Work out how many lines below hold the string "AtomicBool" and state only that figure.

Saved data entries:
╔══

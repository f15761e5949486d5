// SYNOID Hologram Animation Format
// Copyright (c) 2026 Xing_The_Creator | SYNOID
//
// `.anim` layout:
//   [0..9)   magic "HOLOGRAM\0"
//   [9..12)  padding
//   [12..16) frame count, u32 LE
//   [16..20) loop start,  u32 LE
//   then `frame_count` fixed-size frame records of
//   `slice_count * rows * cols` packed r,g,b pixels.

use anyhow::{bail, Context, Result};
use std::fs::File;
use std::io::{BufWriter, Read, Write};
use std::path::Path;

use crate::engine::{Geometry, Slice};

pub const ANIM_EXTENSION: &str = "anim";
pub const MAGIC: &[u8; 9] = b"HOLOGRAM\0";
pub const HEADER_SIZE: usize = 20;

#[derive(Debug, Clone, Copy, PartialEq, Eq)]
pub struct AnimHeader {
    pub frame_count: u32,
    pub loop_start: u32,
}

impl AnimHeader {
    /// Header with `loop_start` clamped to `frame_count`.
    pub fn new(frame_count: u32, loop_start: u32) -> Self {
        Self {
            frame_count,
            loop_start: loop_start.min(frame_count),
        }
    }

    pub fn parse(bytes: &[u8]) -> Result<Self> {
        if bytes.len() < HEADER_SIZE {
            bail!("truncated header ({} of {} bytes)", bytes.len(), HEADER_SIZE);
        }
        if &bytes[..MAGIC.len()] != MAGIC {
            bail!("bad magic tag {:?}", String::from_utf8_lossy(&bytes[..MAGIC.len()]));
        }
        let frame_count = u32::from_le_bytes([bytes[12], bytes[13], bytes[14], bytes[15]]);
        let loop_start = u32::from_le_bytes([bytes[16], bytes[17], bytes[18], bytes[19]]);
        Ok(Self::new(frame_count, loop_start))
    }

    pub fn read_from<R: Read>(reader: &mut R) -> Result<Self> {
        let mut buf = [0u8; HEADER_SIZE];
        let mut filled = 0;
        while filled < HEADER_SIZE {
            let n = reader.read(&mut buf[filled..]).context("read header")?;
            if n == 0 {
                break;
            }
            filled += n;
        }
        Self::parse(&buf[..filled])
    }

    pub fn encode(&self) -> [u8; HEADER_SIZE] {
        let mut out = [0u8; HEADER_SIZE];
        out[..MAGIC.len()].copy_from_slice(MAGIC);
        out[12..16].copy_from_slice(&self.frame_count.to_le_bytes());
        out[16..20].copy_from_slice(&self.loop_start.to_le_bytes());
        out
    }

    /// First frame shown again once the sequence has run out.
    pub fn restart_frame(&self) -> u32 {
        if self.loop_start >= self.frame_count {
            self.frame_count.saturating_sub(1)
        } else {
            self.loop_start
        }
    }
}

/// Byte offset of frame `index`.
pub fn frame_offset(geometry: &Geometry, index: u32) -> u64 {
    HEADER_SIZE as u64 + index as u64 * geometry.frame_bytes() as u64
}

/// Streams frames into a new `.anim` file. The header is written up front,
/// so the number of frames must be known.
pub struct AnimWriter {
    out: BufWriter<File>,
    geometry: Geometry,
    header: AnimHeader,
    written: u32,
}

impl AnimWriter {
    pub fn create(path: &Path, geometry: Geometry, header: AnimHeader) -> Result<Self> {
        let file = File::create(path).with_context(|| format!("create {:?}", path))?;
        let mut out = BufWriter::new(file);
        out.write_all(&header.encode())?;
        Ok(Self {
            out,
            geometry,
            header,
            written: 0,
        })
    }

    /// Append one frame made of exactly `slice_count` slices.
    pub fn write_frame(&mut self, slices: &[Slice]) -> Result<()> {
        if slices.len() != self.geometry.slice_count {
            bail!(
                "frame has {} slices, expected {}",
                slices.len(),
                self.geometry.slice_count
            );
        }
        let mut buf = Vec::with_capacity(self.geometry.frame_bytes());
        for slice in slices {
            if slice.rows() != self.geometry.rows || slice.cols() != self.geometry.cols {
                bail!(
                    "slice is {}x{}, expected {}x{}",
                    slice.cols(),
                    slice.rows(),
                    self.geometry.cols,
                    self.geometry.rows
                );
            }
            slice.write_rgb_bytes(&mut buf);
        }
        self.write_raw_frame(&buf)
    }

    /// Append one frame given as packed bytes in on-disk order.
    pub fn write_raw_frame(&mut self, bytes: &[u8]) -> Result<()> {
        if bytes.len() != self.geometry.frame_bytes() {
            bail!(
                "frame is {} bytes, expected {}",
                bytes.len(),
                self.geometry.frame_bytes()
            );
        }
        self.out.write_all(bytes)?;
        self.written += 1;
        Ok(())
    }

    pub fn finish(mut self) -> Result<()> {
        if self.written != self.header.frame_count {
            bail!(
                "wrote {} frames but header declares {}",
                self.written,
                self.header.frame_count
            );
        }
        self.out.flush()?;
        Ok(())
    }
}

#[cfg(test)]
mod tests {
    use super::*;

    #[test]
    fn test_header_layout() {
        let bytes = AnimHeader::new(5, 3).encode();
        assert_eq!(&bytes[..9], b"HOLOGRAM\0");
        assert_eq!(&bytes[9..12], &[0, 0, 0]);
        assert_eq!(&bytes[12..16], &5u32.to_le_bytes());
        assert_eq!(&bytes[16..20], &3u32.to_le_bytes());
        assert_eq!(AnimHeader::parse(&bytes).unwrap(), AnimHeader::new(5, 3));
    }

    #[test]
    fn test_loop_start_clamped() {
        let mut bytes = AnimHeader::new(4, 0).encode();
        bytes[16..20].copy_from_slice(&99u32.to_le_bytes());
        let header = AnimHeader::parse(&bytes).unwrap();
        assert_eq!(header.loop_start, 4);
        assert_eq!(header.restart_frame(), 3);
        assert_eq!(AnimHeader::new(5, 3).restart_frame(), 3);
    }

    #[test]
    fn test_rejects_bad_magic_and_short_header() {
        let mut bytes = AnimHeader::new(1, 0).encode();
        bytes[0] = b'X';
        assert!(AnimHeader::parse(&bytes).is_err());
        assert!(AnimHeader::parse(&bytes[..12]).is_err());

        let mut short: &[u8] = b"HOLO";
        assert!(AnimHeader::read_from(&mut short).is_err());
    }

    #[test]
    fn test_frame_offsets() {
        let g = Geometry {
            rows: 2,
            cols: 2,
            slice_count: 3,
        };
        assert_eq!(frame_offset(&g, 0), 20);
        assert_eq!(frame_offset(&g, 4), 20 + 4 * 36);
    }
}
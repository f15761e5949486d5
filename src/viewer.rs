// SYNOID Hologram Viewer — Orchestrator
// Copyright (c) 2026 Xing_The_Creator | SYNOID
//
// Owns every component for one display: loads the catalog, binds the
// command endpoint, spawns the producer and control threads, runs the
// display loop on the calling thread and tears everything down in order.

use anyhow::{anyhow, bail, Context, Result};
use std::net::SocketAddr;
use std::sync::Arc;
use std::thread::{self, JoinHandle};
use std::time::Instant;
use tracing::{info, warn};

use crate::anim::AnimationStore;
use crate::config::HologramConfig;
use crate::control::signals::install_signal_handler;
use crate::control::CommandServer;
use crate::display::Panel;
use crate::engine::rotation::RotationEstimator;
use crate::health::{HealthMonitor, PipelineStats};
use crate::pipeline::{ready_queue_with_slots, Consumer, DisplayLoop, FramePacket, FrameProducer};
use crate::state::{switch_channel, ControlState};

pub struct Viewer {
    config: HologramConfig,
    control: Arc<ControlState>,
    stats: Arc<PipelineStats>,
    health: HealthMonitor,
    queue: Consumer<FramePacket>,
    command_addr: SocketAddr,
    producer: JoinHandle<AnimationStore>,
    control_thread: JoinHandle<Result<()>>,
}

impl Viewer {
    /// Load animations and start the background threads. Fails if the
    /// animation directory is missing or empty, or the endpoint cannot bind.
    pub fn start(config: HologramConfig, handle_signals: bool) -> Result<Self> {
        config.validate()?;

        let started = Instant::now();
        info!("[VIEWER] Loading animations from {:?}...", config.anim_dir);
        let store = AnimationStore::open(&config.anim_dir, config.geometry)?;
        if store.is_empty() {
            bail!("No .anim files found in {:?}", config.anim_dir);
        }
        info!(
            "[VIEWER] Loading {} .anim files took {:.3}s",
            store.len(),
            started.elapsed().as_secs_f64()
        );

        let control = Arc::new(ControlState::new(config.nudge_step));
        let stats = Arc::new(PipelineStats::default());
        let (switch_tx, switch_rx) = switch_channel();
        let (queue_tx, queue_rx) = ready_queue_with_slots(config.queue_slots);

        let producer = FrameProducer::new(
            store,
            &config.start_animation,
            queue_tx,
            switch_rx,
            control.clone(),
            stats.clone(),
            config.producer(),
        )?;

        let rt = tokio::runtime::Builder::new_current_thread()
            .enable_all()
            .build()
            .context("build control runtime")?;
        let health = HealthMonitor::new(config.heartbeat(), stats.clone());
        let server = rt.block_on(async {
            if handle_signals {
                install_signal_handler(control.clone());
            }
            health.start(control.clone());
            CommandServer::bind(
                &config.bind_addr,
                control.clone(),
                switch_tx,
                stats.clone(),
                config.command_poll(),
            )
            .await
        })?;
        let command_addr = server.local_addr()?;

        let control_thread = thread::Builder::new()
            .name("hologram-control".into())
            .spawn(move || rt.block_on(server.serve()))
            .context("spawn control thread")?;
        let producer = thread::Builder::new()
            .name("hologram-producer".into())
            .spawn(move || producer.run())
            .context("spawn producer thread")?;

        Ok(Self {
            config,
            control,
            stats,
            health,
            queue: queue_rx,
            command_addr,
            producer,
            control_thread,
        })
    }

    pub fn command_addr(&self) -> SocketAddr {
        self.command_addr
    }

    pub fn control(&self) -> Arc<ControlState> {
        self.control.clone()
    }

    pub fn stats(&self) -> Arc<PipelineStats> {
        self.stats.clone()
    }

    /// Run the display loop on this thread until shutdown, then join the
    /// background threads and close every animation.
    pub fn display<P: Panel>(self, panel: P) -> Result<P> {
        let Viewer {
            config,
            control,
            stats,
            health,
            queue,
            producer,
            control_thread,
            ..
        } = self;

        let display = DisplayLoop::new(
            panel,
            RotationEstimator::new(config.rotation.clone()),
            config.geometry.slice_count,
            queue,
            control.clone(),
            stats,
            config.display(),
        );
        let panel = display.run();

        control.request_shutdown();
        let mut store = producer
            .join()
            .map_err(|_| anyhow!("producer thread panicked"))?;
        let closed = store.close();
        info!("[VIEWER] Closed {} animations", closed);

        match control_thread.join() {
            Ok(Ok(())) => {}
            Ok(Err(e)) => warn!("[VIEWER] Command server failed: {:#}", e),
            Err(_) => warn!("[VIEWER] Control thread panicked"),
        }
        health.stop();
        info!("{}", health.status_report());
        Ok(panel)
    }
}
//! Shared utilities

pub mod error;

pub use error::{AppError, AppResult, ErrorResponse};
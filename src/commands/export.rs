//! Export command handlers

use super::takes::AppState;
use crate::export::{write_bundle, ExportError};
use crate::registry::Clip;
use crate::utils::{AppError, ErrorResponse};
use std::io;
use std::path::PathBuf;
use std::sync::atomic::{AtomicBool, Ordering};
use std::sync::Arc;

/// State for tracking export jobs
#[derive(Default)]
pub struct ExportState {
    /// Whether an export is currently running
    is_exporting: Arc<AtomicBool>,
}

/// Clears the export flag however the export ends
struct ExportGuard(Arc<AtomicBool>);

impl Drop for ExportGuard {
    fn drop(&mut self) {
        self.0.store(false, Ordering::Relaxed);
    }
}

/// Write every saved take into a chorus bundle under `parent_dir`
///
/// Returns the bundle directory.
pub async fn download_chorus(
    state: &AppState,
    export: &ExportState,
    parent_dir: PathBuf,
) -> Result<PathBuf, ErrorResponse> {
    if export.is_exporting.swap(true, Ordering::Relaxed) {
        return Err(ErrorResponse {
            code: "EXPORT_ERROR".to_string(),
            message: "An export is already in progress".to_string(),
        });
    }
    let _guard = ExportGuard(Arc::clone(&export.is_exporting));

    let takes: Vec<_> = state
        .registry
        .lock()
        .await
        .iter()
        .map(Clip::export_take)
        .collect();
    if takes.is_empty() {
        return Err(AppError::from(ExportError::NoTakes).into());
    }

    tracing::info!("Exporting {} takes to {:?}", takes.len(), parent_dir);
    let options = state.config.export.clone();

    let result = tokio::task::spawn_blocking(move || write_bundle(&takes, &parent_dir, &options))
        .await
        .map_err(|e| AppError::Io(io::Error::new(io::ErrorKind::Other, e.to_string())))?;

    match result {
        Ok(path) => {
            tracing::info!("Export completed successfully");
            Ok(path)
        }
        Err(e) => {
            tracing::error!("Export failed: {}", e);
            Err(AppError::from(e).into())
        }
    }
}

/// Check if an export is currently running
pub fn is_exporting(export: &ExportState) -> bool {
    export.is_exporting.load(Ordering::Relaxed)
}
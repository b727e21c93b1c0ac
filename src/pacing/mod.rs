//! Pacing clock module
//!
//! Countdown and metronome used before a take is recorded.

pub mod clock;
pub mod state;

pub use clock::{PacingClock, PacingSurface};
pub use state::{PacingConfig, PacingError, PacingPhase, PacingSession, MAX_BPM, MIN_BPM};
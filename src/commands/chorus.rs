//! Chorus playback commands

use super::takes::AppState;
use crate::playback::{ChorusEngine, PlaybackEvent, PlaybackState};
use crate::utils::{AppError, ErrorResponse};
use parking_lot::RwLock;
use std::sync::Arc;
use tokio::sync::{broadcast, Mutex};
use tokio_util::sync::CancellationToken;
use uuid::Uuid;

/// Application state for chorus playback
pub struct ChorusState {
    pub engine: Arc<Mutex<ChorusEngine>>,
    playback_state: Arc<RwLock<PlaybackState>>,
    member_ids: Arc<RwLock<Vec<Uuid>>>,

    /// Cancels starts that are queued or waiting for readiness. Lives
    /// outside the engine mutex, which a start holds until it returns.
    start_cancel: parking_lot::Mutex<CancellationToken>,
}

impl ChorusState {
    pub fn new(engine: ChorusEngine) -> Self {
        Self {
            playback_state: engine.state_handle(),
            member_ids: engine.member_handle(),
            engine: Arc::new(Mutex::new(engine)),
            start_cancel: parking_lot::Mutex::new(CancellationToken::new()),
        }
    }

    /// Whether `clip_id` belongs to a session that is starting or playing
    pub fn is_member(&self, clip_id: Uuid) -> bool {
        let live = matches!(
            *self.playback_state.read(),
            PlaybackState::AwaitingReady | PlaybackState::Playing
        );
        live && self.member_ids.read().contains(&clip_id)
    }

    /// Abandon every start issued so far; later starts are unaffected
    pub fn cancel_pending_start(&self) {
        let token = std::mem::replace(&mut *self.start_cancel.lock(), CancellationToken::new());
        token.cancel();
    }
}

/// Play every saved take together
pub async fn play_chorus(state: &AppState, chorus: &ChorusState) -> Result<Uuid, ErrorResponse> {
    let cancel = chorus.start_cancel.lock().clone();
    let mut engine = chorus.engine.lock().await;
    let members = state.registry.lock().await.snapshot();

    tracing::info!("Playing chorus of {} takes", members.len());
    let session_id = engine
        .start_with_cancel(members, &cancel)
        .await
        .map_err(AppError::from)?;
    Ok(session_id)
}

/// Stop chorus playback
///
/// A start still waiting for its clips is abandoned and returns to idle.
pub async fn stop_chorus(chorus: &ChorusState) {
    chorus.cancel_pending_start();
    chorus.engine.lock().await.stop().await;
}

/// Get current playback state
pub fn chorus_state(chorus: &ChorusState) -> PlaybackState {
    *chorus.playback_state.read()
}

/// Subscribe to playback events
pub async fn chorus_events(chorus: &ChorusState) -> broadcast::Receiver<PlaybackEvent> {
    chorus.engine.lock().await.subscribe()
}
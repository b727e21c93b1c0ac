//! Chorus engine
//!
//! Starts every clip of a snapshot together behind a readiness barrier,
//! then keeps them aligned with the drift monitor until they all finish or
//! the session is stopped.

use super::barrier;
use super::error::{PlaybackError, PlaybackResult};
use super::monitor::{halt_members, spawn_monitor, transition, MonitorContext, MonitorHandle};
use super::state::{PlaybackConfig, PlaybackEvent, PlaybackSession, PlaybackState, SessionMember};
use futures::future::try_join_all;
use parking_lot::RwLock;
use std::sync::atomic::{AtomicUsize, Ordering};
use std::sync::Arc;
use tokio::sync::broadcast;
use tokio_util::sync::CancellationToken;
use uuid::Uuid;

/// Owns at most one playback session at a time
pub struct ChorusEngine {
    config: PlaybackConfig,

    /// Shared with the monitor task, which ends sessions on its own
    state: Arc<RwLock<PlaybackState>>,

    session: Option<PlaybackSession>,

    /// Clip ids of the starting or playing session
    member_ids: Arc<RwLock<Vec<Uuid>>>,

    monitor: Option<MonitorHandle>,

    /// Number of live monitor tasks
    active_monitors: Arc<AtomicUsize>,

    event_tx: broadcast::Sender<PlaybackEvent>,
}

impl ChorusEngine {
    pub fn new(config: PlaybackConfig) -> Self {
        let (event_tx, _) = broadcast::channel(256);
        Self {
            config,
            state: Arc::new(RwLock::new(PlaybackState::Idle)),
            session: None,
            member_ids: Arc::new(RwLock::new(Vec::new())),
            monitor: None,
            active_monitors: Arc::new(AtomicUsize::new(0)),
            event_tx,
        }
    }

    pub fn config(&self) -> &PlaybackConfig {
        &self.config
    }

    pub fn state(&self) -> PlaybackState {
        *self.state.read()
    }

    /// Shared view of the state, readable while `start` holds the engine
    pub fn state_handle(&self) -> Arc<RwLock<PlaybackState>> {
        Arc::clone(&self.state)
    }

    /// Shared view of the session's clip ids, readable while `start` holds
    /// the engine
    pub fn member_handle(&self) -> Arc<RwLock<Vec<Uuid>>> {
        Arc::clone(&self.member_ids)
    }

    /// Subscribe to playback events
    pub fn subscribe(&self) -> broadcast::Receiver<PlaybackEvent> {
        self.event_tx.subscribe()
    }

    /// The current or most recently finished session
    pub fn session(&self) -> Option<&PlaybackSession> {
        self.session.as_ref()
    }

    pub fn active_monitors(&self) -> usize {
        self.active_monitors.load(Ordering::SeqCst)
    }

    /// Whether `clip_id` belongs to a session that is starting or playing
    pub fn is_member(&self, clip_id: Uuid) -> bool {
        let live = matches!(
            self.state(),
            PlaybackState::AwaitingReady | PlaybackState::Playing
        );
        live && self.member_ids.read().contains(&clip_id)
    }

    /// Start a chorus session over `members`.
    ///
    /// Any running session is stopped first. Nothing plays until every
    /// member is ready; one failing member fails the whole attempt.
    pub async fn start(&mut self, members: Vec<SessionMember>) -> PlaybackResult<Uuid> {
        self.start_with_cancel(members, &CancellationToken::new()).await
    }

    /// [`start`](Self::start), abandoned with [`PlaybackError::Readiness`]
    /// if `cancel` fires while members are still getting ready.
    pub async fn start_with_cancel(
        &mut self,
        members: Vec<SessionMember>,
        cancel: &CancellationToken,
    ) -> PlaybackResult<Uuid> {
        if members.is_empty() {
            tracing::warn!("Chorus start requested with no clips");
            return Err(PlaybackError::EmptyInput);
        }

        self.stop().await;

        let session = PlaybackSession::new(members);
        let session_id = session.id;
        tracing::info!(
            "Starting chorus session {} with {} clips",
            session_id,
            session.members.len()
        );
        *self.member_ids.write() = session.members.iter().map(|m| m.clip_id).collect();
        self.transition(PlaybackState::AwaitingReady);

        for member in &session.members {
            member.source.set_muted(false);
            member.source.set_dimmed(false);
            if let Err(e) = member.source.seek(0.0) {
                tracing::debug!("Could not rewind '{}' before reload: {}", member.name, e);
            }
            if let Err(e) = member.source.load().await {
                let error = PlaybackError::Readiness {
                    clip: member.name.clone(),
                    reason: e.to_string(),
                };
                return Err(self.abort_readiness(&session.members, error));
            }
        }

        let members = session.members.clone();
        self.session = Some(session);

        if let Err(e) = barrier::await_ready(&members, self.config.ready_timeout(), cancel).await {
            self.session = None;
            return Err(self.abort_readiness(&members, e));
        }

        // Issue every play call back-to-back, then wait for all of them
        let plays = members.iter().map(|member| async move {
            member
                .source
                .play()
                .await
                .map_err(|e| PlaybackError::PlaybackStart {
                    clip: member.name.clone(),
                    reason: e.to_string(),
                })
        });
        if let Err(e) = try_join_all(plays).await {
            tracing::error!("Chorus start failed: {}", e);
            halt_members(&members);
            self.member_ids.write().clear();
            self.transition(PlaybackState::Stopped);
            return Err(e);
        }

        self.transition(PlaybackState::Playing);
        self.monitor = Some(spawn_monitor(MonitorContext {
            members,
            threshold_secs: self.config.drift_threshold_secs,
            refresh_interval: self.config.refresh_interval(),
            state: Arc::clone(&self.state),
            event_tx: self.event_tx.clone(),
            active: Arc::clone(&self.active_monitors),
        }));

        tracing::info!("Chorus session {} playing", session_id);
        Ok(session_id)
    }

    /// Stop the current session.
    ///
    /// Cancels the monitor, then pauses, rewinds, mutes and dims every
    /// member. Calling it again, or with no session, changes nothing.
    pub async fn stop(&mut self) {
        if let Some(monitor) = self.monitor.take() {
            monitor.shutdown().await;
        }

        let Some(session) = self.session.take() else {
            return;
        };

        tracing::info!("Stopping chorus session {}", session.id);
        halt_members(&session.members);
        self.member_ids.write().clear();
        self.transition(PlaybackState::Stopped);
    }

    fn abort_readiness(&mut self, members: &[SessionMember], error: PlaybackError) -> PlaybackError {
        tracing::error!("Chorus start aborted: {}", error);
        halt_members(members);
        self.member_ids.write().clear();
        self.transition(PlaybackState::Idle);
        error
    }

    fn transition(&self, next: PlaybackState) {
        transition(&self.state, &self.event_tx, next);
    }
}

╚══

Written solution ▸
3